Sparrow: Decentralized stateless distributed scheduler for fine-grained tasks with low latency scheduling

Last Update:2018-07-25 Source: Internet

Author: User

Tags dashed line

Developer on Alibaba Coud: Build your first app with APIs, SDKs, and tutorials on the Alibaba Cloud. Read more ＞

Background Introduction

Sparrow's paper is included in Sosp 2013, on the Internet can also find a writer's talk ppt, it is worth mentioning that the author is a bit ppmm. She has previously published a case for Tiny Tasks in Compute Clusters, this article I did not read carefully, but at that time when looking at the mesos thickness and granularity pattern, the group has discussed this paper. Combined with her GitHub project, she found that she and Mesos,spark in the amp lab had a lot of roots in research and collaboration. Through Sparrow, combined with some understanding of mesos and yarn, we can get more information about resource scheduling in theory and practical projects.

Applicable Scenarios

Sparrow is a decentralized (dispersed) stateless distributed scheduler that provides low-latency scheduling for fine-grained tasks. In a workload consisting of sub-second tasks, the scheduler must provide a millisecond-level deferred scheduling decision for millions of tasks per second, while tolerating scheduling failures. Sparrow mainly with Batch sampling + late Binding + Constraints to achieve better results. The following describes the batch sampling and late Binding, and constraints means that the user can make some constraints and settings for each job, such as all tasks must run on the worker with the GPU, That is, when selecting workers, add some conditional constraints. Constraints may allow users to maintain a higher level of goodwill when using Sparrow, while real low-latency scheduling should depend on the strategy of batch sampling + late binding.

Basic

Sparrow assumes that each worker already has a long-runing executor process for each framework, the most basic being random, assigning the tasks of the job to the randomly selected two workers, The worker itself maintains one or more queue (multiple queues are maintained when the user is quarantined or the priority is required).

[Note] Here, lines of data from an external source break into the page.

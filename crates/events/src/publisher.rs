//! Job update publisher with a bounded publish / reconnect / publish retry.
//!
//! [`JobUpdatePublisher`] owns the one channel to the exchange shared by
//! every request. The channel sits behind a `tokio::sync::Mutex`:
//!
//! - `Some(channel)` -- connected, ready to publish;
//! - `None` -- disconnected; every publish fails with
//!   [`BrokerError::NotConnected`] until [`reconnect`](JobUpdatePublisher::reconnect)
//!   succeeds.
//!
//! A channel whose publish failed is taken out of the slot and closed on the
//! spot, so it is never used again. [`update`](JobUpdatePublisher::update)
//! holds the lock across its whole retry sequence; no other request can
//! publish or reconnect in between.
//!
//! Every step is bounded by its own timeout and by one overall deadline per
//! operation ([`PublisherConfig::update_timeout`]), which also covers the
//! wait for the lock. Whether a channel is held is mirrored in an atomic flag
//! so [`is_connected`](JobUpdatePublisher::is_connected) never waits on the
//! lock.

use std::future::Future;
use std::sync::atomic::{AtomicBool, AtomicU64, Ordering};
use std::time::Duration;

use jobstatus_core::{JobState, UpdateMessage};
use serde::Serialize;
use tokio::sync::{Mutex, MutexGuard};
use tokio::time::Instant;

use crate::broker::{BrokerChannel, BrokerConnector, BrokerError};

/// Routing key the exchange's consumers bind job updates with.
pub const DEFAULT_ROUTING_KEY: &str = "jobs.updates";

/// Default upper bound for a single publish (send + confirm).
pub const DEFAULT_PUBLISH_TIMEOUT: Duration = Duration::from_secs(10);

/// Default upper bound for opening or closing a connection.
pub const DEFAULT_CONNECT_TIMEOUT: Duration = Duration::from_secs(10);

/// Default upper bound for a whole update, lock wait included.
pub const DEFAULT_UPDATE_TIMEOUT: Duration = Duration::from_secs(25);

// ---------------------------------------------------------------------------
// Config
// ---------------------------------------------------------------------------

/// Tunables for [`JobUpdatePublisher`].
#[derive(Debug, Clone)]
pub struct PublisherConfig {
    /// Routing key every update is published with.
    pub routing_key: String,
    /// Limit for one publish attempt; exceeding it counts as a failed publish.
    pub publish_timeout: Duration,
    /// Limit for opening a connection and for closing a stale one.
    pub connect_timeout: Duration,
    /// Limit for one whole operation, from waiting on the lock to the last
    /// publish. Must stay below the HTTP request timeout.
    pub update_timeout: Duration,
}

impl Default for PublisherConfig {
    fn default() -> Self {
        Self {
            routing_key: DEFAULT_ROUTING_KEY.to_string(),
            publish_timeout: DEFAULT_PUBLISH_TIMEOUT,
            connect_timeout: DEFAULT_CONNECT_TIMEOUT,
            update_timeout: DEFAULT_UPDATE_TIMEOUT,
        }
    }
}

// ---------------------------------------------------------------------------
// Error
// ---------------------------------------------------------------------------

/// Error type for publisher operations.
#[derive(Debug, thiserror::Error)]
pub enum PublisherError {
    /// The initial connection could not be opened.
    #[error("failed to connect to the message broker: {0}")]
    Connect(#[source] BrokerError),

    /// A publish attempt failed.
    #[error("failed to publish job status update: {0}")]
    Publish(#[source] BrokerError),

    /// The connection could not be reestablished.
    #[error("unable to reestablish the messaging connection: {0}")]
    Reconnect(#[source] BrokerError),

    /// Another operation held the connection for the whole time budget.
    #[error("timed out after {0:?} waiting for the messaging connection")]
    Busy(Duration),

    /// The update could not be serialized.
    #[error("failed to encode job status update: {0}")]
    Encode(#[from] serde_json::Error),
}

// ---------------------------------------------------------------------------
// Stats
// ---------------------------------------------------------------------------

/// Point-in-time copy of the publisher's counters.
#[derive(Debug, Clone, Copy, Default, PartialEq, Eq, Serialize)]
pub struct PublisherStats {
    pub published: u64,
    pub publish_failures: u64,
    pub reconnect_attempts: u64,
    pub reconnect_failures: u64,
}

#[derive(Default)]
struct Counters {
    published: AtomicU64,
    publish_failures: AtomicU64,
    reconnect_attempts: AtomicU64,
    reconnect_failures: AtomicU64,
}

impl Counters {
    fn bump(counter: &AtomicU64) {
        counter.fetch_add(1, Ordering::Relaxed);
    }

    fn snapshot(&self) -> PublisherStats {
        PublisherStats {
            published: self.published.load(Ordering::Relaxed),
            publish_failures: self.publish_failures.load(Ordering::Relaxed),
            reconnect_attempts: self.reconnect_attempts.load(Ordering::Relaxed),
            reconnect_failures: self.reconnect_failures.load(Ordering::Relaxed),
        }
    }
}

// ---------------------------------------------------------------------------
// JobUpdatePublisher
// ---------------------------------------------------------------------------

type ChannelSlot = Option<Box<dyn BrokerChannel>>;

/// Publishes job status updates to the exchange.
///
/// Created once at startup via [`JobUpdatePublisher::connect`] and shared
/// through an `Arc` with every request handler.
pub struct JobUpdatePublisher {
    connector: Box<dyn BrokerConnector>,
    config: PublisherConfig,
    channel: Mutex<ChannelSlot>,
    connected: AtomicBool,
    counters: Counters,
}

impl JobUpdatePublisher {
    /// Open the initial connection.
    ///
    /// Failure here means the service has no working publisher and must not
    /// start serving.
    pub async fn connect<C>(connector: C, config: PublisherConfig) -> Result<Self, PublisherError>
    where
        C: BrokerConnector + 'static,
    {
        let deadline = Instant::now() + config.update_timeout;
        let channel = within(config.connect_timeout, deadline, connector.connect())
            .await
            .map_err(PublisherError::Connect)?;

        tracing::info!(
            exchange = connector.exchange(),
            routing_key = %config.routing_key,
            "Job update publisher connected",
        );

        Ok(Self {
            connector: Box::new(connector),
            config,
            channel: Mutex::new(Some(channel)),
            connected: AtomicBool::new(true),
            counters: Counters::default(),
        })
    }

    /// Send exactly one message over the current channel.
    ///
    /// No retry happens here; on failure the channel is discarded and the
    /// publisher stays disconnected until [`reconnect`](Self::reconnect).
    pub async fn publish(&self, message: &UpdateMessage) -> Result<(), PublisherError> {
        let payload = serde_json::to_vec(message)?;
        let deadline = self.deadline();
        let mut slot = self.lock_slot(deadline).await?;
        self.publish_locked(&mut slot, &payload, deadline).await
    }

    /// Tear down the current channel (if any) and open a fresh one.
    pub async fn reconnect(&self) -> Result<(), PublisherError> {
        let deadline = self.deadline();
        let mut slot = self.lock_slot(deadline).await?;
        self.reconnect_locked(&mut slot, deadline).await
    }

    /// Release the channel. Later publishes fail until a reconnect.
    pub async fn close(&self) {
        let mut slot = self.channel.lock().await;
        if let Some(channel) = slot.take() {
            self.connected.store(false, Ordering::SeqCst);
            self.close_channel(channel, self.deadline()).await;
            tracing::info!(exchange = self.connector.exchange(), "Job update publisher closed");
        }
    }

    /// Whether a channel is currently held. Does not wait for an operation
    /// in progress.
    pub fn is_connected(&self) -> bool {
        self.connected.load(Ordering::SeqCst)
    }

    pub fn stats(&self) -> PublisherStats {
        self.counters.snapshot()
    }

    /// Build an [`UpdateMessage`] and deliver it with bounded retry.
    ///
    /// 1. Publish. On success, return the message.
    /// 2. On failure, reconnect once. If that fails, return the reconnect
    ///    error without publishing again.
    /// 3. Publish one more time and return its outcome.
    ///
    /// At most one reconnect and two publishes, no backoff, and nothing is
    /// kept for later: a message that fails twice is the caller's to retry.
    /// The sequence ends with an error once `update_timeout` has passed,
    /// counting the time spent waiting for other updates.
    pub async fn update(
        &self,
        state: JobState,
        job_id: &str,
        hostname: &str,
        message: &str,
    ) -> Result<UpdateMessage, PublisherError> {
        let update = UpdateMessage::new(job_id, state, hostname, message);
        let payload = serde_json::to_vec(&update)?;

        let deadline = self.deadline();
        let mut slot = self.lock_slot(deadline).await.inspect_err(|e| {
            tracing::error!(job_id, error = %e, "Gave up waiting for the messaging connection");
        })?;

        let first_err = match self.publish_locked(&mut slot, &payload, deadline).await {
            Ok(()) => {
                log_delivered(&update);
                return Ok(update);
            }
            Err(e) => e,
        };

        tracing::error!(job_id, error = %first_err, "Failed to publish job status update");
        tracing::info!(job_id, "Attempting to reestablish the messaging connection");

        if let Err(e) = self.reconnect_locked(&mut slot, deadline).await {
            tracing::error!(job_id, error = %e, "Unable to reestablish the messaging connection");
            return Err(e);
        }

        match self.publish_locked(&mut slot, &payload, deadline).await {
            Ok(()) => {
                log_delivered(&update);
                Ok(update)
            }
            Err(e) => {
                tracing::error!(
                    job_id,
                    error = %e,
                    "Failed to publish job status update again, giving up",
                );
                Err(e)
            }
        }
    }

    fn deadline(&self) -> Instant {
        Instant::now() + self.config.update_timeout
    }

    async fn lock_slot(
        &self,
        deadline: Instant,
    ) -> Result<MutexGuard<'_, ChannelSlot>, PublisherError> {
        tokio::time::timeout_at(deadline, self.channel.lock())
            .await
            .map_err(|_| PublisherError::Busy(self.config.update_timeout))
    }

    // ---- private helpers (caller holds the channel lock) ----

    async fn publish_locked(
        &self,
        slot: &mut ChannelSlot,
        payload: &[u8],
        deadline: Instant,
    ) -> Result<(), PublisherError> {
        let result = match slot.as_ref() {
            Some(channel) => {
                let send = channel.publish(&self.config.routing_key, payload);
                within(self.config.publish_timeout, deadline, send).await
            }
            None => Err(BrokerError::NotConnected),
        };

        match result {
            Ok(()) => {
                Counters::bump(&self.counters.published);
                Ok(())
            }
            Err(e) => {
                Counters::bump(&self.counters.publish_failures);
                if let Some(channel) = slot.take() {
                    self.connected.store(false, Ordering::SeqCst);
                    self.close_channel(channel, deadline).await;
                }
                Err(PublisherError::Publish(e))
            }
        }
    }

    async fn reconnect_locked(
        &self,
        slot: &mut ChannelSlot,
        deadline: Instant,
    ) -> Result<(), PublisherError> {
        Counters::bump(&self.counters.reconnect_attempts);

        if let Some(stale) = slot.take() {
            self.connected.store(false, Ordering::SeqCst);
            self.close_channel(stale, deadline).await;
        }

        let open = self.connector.connect();
        match within(self.config.connect_timeout, deadline, open).await {
            Ok(channel) => {
                *slot = Some(channel);
                self.connected.store(true, Ordering::SeqCst);
                tracing::info!(
                    exchange = self.connector.exchange(),
                    "Reestablished the messaging connection",
                );
                Ok(())
            }
            Err(e) => {
                Counters::bump(&self.counters.reconnect_failures);
                Err(PublisherError::Reconnect(e))
            }
        }
    }

    /// Close a channel that is no longer wanted. Errors are only logged: the
    /// channel is gone from the slot either way.
    async fn close_channel(&self, channel: Box<dyn BrokerChannel>, deadline: Instant) {
        match within(self.config.connect_timeout, deadline, channel.close()).await {
            Ok(()) => {}
            Err(e) => tracing::debug!(error = %e, "Error while closing broker channel"),
        }
    }
}

/// Run one broker step, bounded by `limit` and by the operation `deadline`,
/// whichever comes first. The reported timeout is the time the step got.
async fn within<T, F>(limit: Duration, deadline: Instant, step: F) -> Result<T, BrokerError>
where
    F: Future<Output = Result<T, BrokerError>>,
{
    let started = Instant::now();
    let step_deadline = deadline.min(started + limit);
    match tokio::time::timeout_at(step_deadline, step).await {
        Ok(result) => result,
        Err(_) => Err(BrokerError::Timeout(step_deadline.saturating_duration_since(started))),
    }
}

fn log_delivered(update: &UpdateMessage) {
    let job_id = update.invocation_id();
    let state = update.state();
    let hostname = update.sender();
    let message = update.message();
    tracing::info!(
        job_id,
        %state,
        hostname,
        "{job_id} ({state}) [{hostname}]: {message}",
    );
}

// ---------------------------------------------------------------------------
// Tests
// ---------------------------------------------------------------------------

This most basic method of assigning a task is derived from the Power of two Choices in randomized Load balancing, which allows the scheduler to probe two randomly selected workers and assign the task to a shorter queue ( Only consider the number of tasks that already exist on the worker. Based on the idea of the Power of two Choices in randomized Load balancing, Sparrow presents its own three improved methods, and gives some test data explaining the effect of each feature improvement.

Sparrow based on random allocation, the first improvement is the per-task sampling, which is a random operation for each task, sent by scheduler probe (probe, a lightweight RPC) to the worker, Then select a queue for the shorter worker assignment task. The next task re-makes the random work selection.

Batch Sampling

The above allocation method will let the tail of tasks wait for a long time, Batch sampling improved the way the task was previously assigned to the random worker, let scheduler simultaneously for a job m tasks probe m*d workers (d >1), monitor many workers for tasks together. The following figure, scheduler, detects four workers simultaneously for two tasks. The performance of bulk sampling does not degrade as job parallelism increases.

Late Binding

As mentioned in the previous random pattern, scheduler's choice of worker is to select a worker with the shortest queue length to place a new task from the selected worker that has been probed, but it may cause a longer wait time. Because the execution time of the tasks that have been queued is not taken into account. If a task is directly assigned to queue on a worker, it can cause longer wait times.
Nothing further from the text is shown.